What is required
Output the full set of records exactly.

Information given
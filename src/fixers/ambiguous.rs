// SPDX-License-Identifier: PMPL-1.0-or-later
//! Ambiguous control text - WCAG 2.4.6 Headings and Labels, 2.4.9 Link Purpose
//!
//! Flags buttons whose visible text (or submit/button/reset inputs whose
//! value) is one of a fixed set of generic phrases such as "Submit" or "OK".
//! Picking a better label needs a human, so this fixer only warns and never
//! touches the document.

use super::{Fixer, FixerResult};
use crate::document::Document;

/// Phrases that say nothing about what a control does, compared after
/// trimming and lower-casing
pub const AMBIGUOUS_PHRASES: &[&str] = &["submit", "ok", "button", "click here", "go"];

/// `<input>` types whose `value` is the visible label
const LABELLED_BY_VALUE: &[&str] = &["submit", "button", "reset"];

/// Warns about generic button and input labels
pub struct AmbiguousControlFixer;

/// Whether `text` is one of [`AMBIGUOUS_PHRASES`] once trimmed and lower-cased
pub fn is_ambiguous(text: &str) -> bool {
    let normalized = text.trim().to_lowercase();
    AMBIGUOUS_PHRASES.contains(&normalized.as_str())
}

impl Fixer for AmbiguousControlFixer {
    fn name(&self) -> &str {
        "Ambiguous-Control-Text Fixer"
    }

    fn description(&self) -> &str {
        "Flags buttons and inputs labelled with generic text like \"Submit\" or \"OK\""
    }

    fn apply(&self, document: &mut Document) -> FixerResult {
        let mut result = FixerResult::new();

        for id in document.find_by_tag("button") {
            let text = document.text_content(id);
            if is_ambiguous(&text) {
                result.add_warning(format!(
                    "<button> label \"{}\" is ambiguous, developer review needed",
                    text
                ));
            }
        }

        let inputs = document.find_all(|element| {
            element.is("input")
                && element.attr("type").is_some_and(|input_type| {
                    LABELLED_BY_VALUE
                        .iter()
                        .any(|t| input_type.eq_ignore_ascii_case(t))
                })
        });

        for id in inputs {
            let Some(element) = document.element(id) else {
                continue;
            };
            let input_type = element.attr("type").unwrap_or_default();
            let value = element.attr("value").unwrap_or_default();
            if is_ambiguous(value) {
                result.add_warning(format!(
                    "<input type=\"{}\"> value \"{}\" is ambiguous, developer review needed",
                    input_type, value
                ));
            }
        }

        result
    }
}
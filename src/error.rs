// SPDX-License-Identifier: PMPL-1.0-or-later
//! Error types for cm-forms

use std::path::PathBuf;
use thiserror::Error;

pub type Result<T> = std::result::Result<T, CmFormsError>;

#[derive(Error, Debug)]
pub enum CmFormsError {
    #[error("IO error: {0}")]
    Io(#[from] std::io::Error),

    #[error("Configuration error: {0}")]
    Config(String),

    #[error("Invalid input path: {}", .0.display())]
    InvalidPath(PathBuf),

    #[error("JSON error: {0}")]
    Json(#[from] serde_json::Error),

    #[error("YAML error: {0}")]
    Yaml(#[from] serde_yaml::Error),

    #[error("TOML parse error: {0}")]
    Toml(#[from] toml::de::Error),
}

Response area
filename src/fixers/ambiguous.rs
// SPDX-License-Identifier: PMPL-1.0-or-later
//! Ambiguous control text - WCAG 2.4.6 Headings and Labels, 2.4.9 Link Purpose
//!
//! Flags buttons whose visible text (or submit/button/reset inputs whose
//! value) is one of a fixed set of generic phrases such as "Submit" or "OK".
//! Picking a better label needs a human, so this fixer only warns and never
//! touches the document.

use super::{Fixer, FixerResult};
use crate::document::Document;

/// Phrases that say nothing about what a control does, compared after
/// trimming and lower-casing
pub const AMBIGUOUS_PHRASES: &[&str] = &["submit", "ok", "button", "click here", "go"];

/// `<input>` types whose `value` is the visible label
const LABELLED_BY_VALUE: &[&str] = &["submit", "button", "reset"];

/// Warns about generic button and input labels
pub struct AmbiguousControlFixer;

/// Whether `text` is one of [`AMBIGUOUS_PHRASES`] once trimmed and lower-cased
pub fn is_ambiguous(text: &str) -> bool {
    let normalized = text.trim().to_lowercase();
    AMBIGUOUS_PHRASES.contains(&normalized.as_str())
}

impl Fixer for AmbiguousControlFixer {
    fn name(&self) -> &str {
        "Ambiguous-Control-Text Fixer"
    }

    fn description(&self) -> &str {
        "Flags buttons and inputs labelled with generic text like \"Submit\" or \"OK\""
    }

    fn apply(&self, document: &mut Document) -> FixerResult {
        let mut result = FixerResult::new();

        for id in document.find_by_tag("button") {
            let text = document.text_content(id);
            if is_ambiguous(&text) {
                result.add_warning(format!(
                    "<button> label \"{}\" is ambiguous, developer review needed",
                    text
                ));
            }
        }

        let inputs = document.find_all(|element| {
            element.is("input")
                && element.attr("type").is_some_and(|input_type| {
                    LABELLED_BY_VALUE
                        .iter()
                        .any(|t| input_type.eq_ignore_ascii_case(t))
                })
        });

        for id in inputs {
            let Some(element) = document.element(id) else {
                continue;
            };
            let input_type = element.attr("type").unwrap_or_default();
            let value = element.attr("value").unwrap_or_default();
            if is_ambiguous(value) {
                result.add_warning(format!(
                    "<input type=\"{}\"> value \"{}\" is ambiguous, developer review needed",
                    input_type, value
                ));
            }
        }

        result
    }
}
filename src/error.rs
// SPDX-License-Identifier: PMPL-1.0-or-later
//! Error types for cm-forms

use std::path::PathBuf;
use thiserror::Error;

pub type Result<T> = std::result::Result<T, CmFormsError>;

#[derive(Error, Debug)]
pub enum CmFormsError {
    #[error("IO error: {0}")]
    Io(#[from] std::io::Error),

    #[error("Configuration error: {0}")]
    Config(String),

    #[error("Invalid input path: {}", .0.display())]
    InvalidPath(PathBuf),

    #[error("JSON error: {0}")]
    Json(#[from] serde_json::Error),

    #[error("YAML error: {0}")]
    Yaml(#[from] serde_yaml::Error),

    #[error("TOML parse error: {0}")]
    Toml(#[from] toml::de::Error),
}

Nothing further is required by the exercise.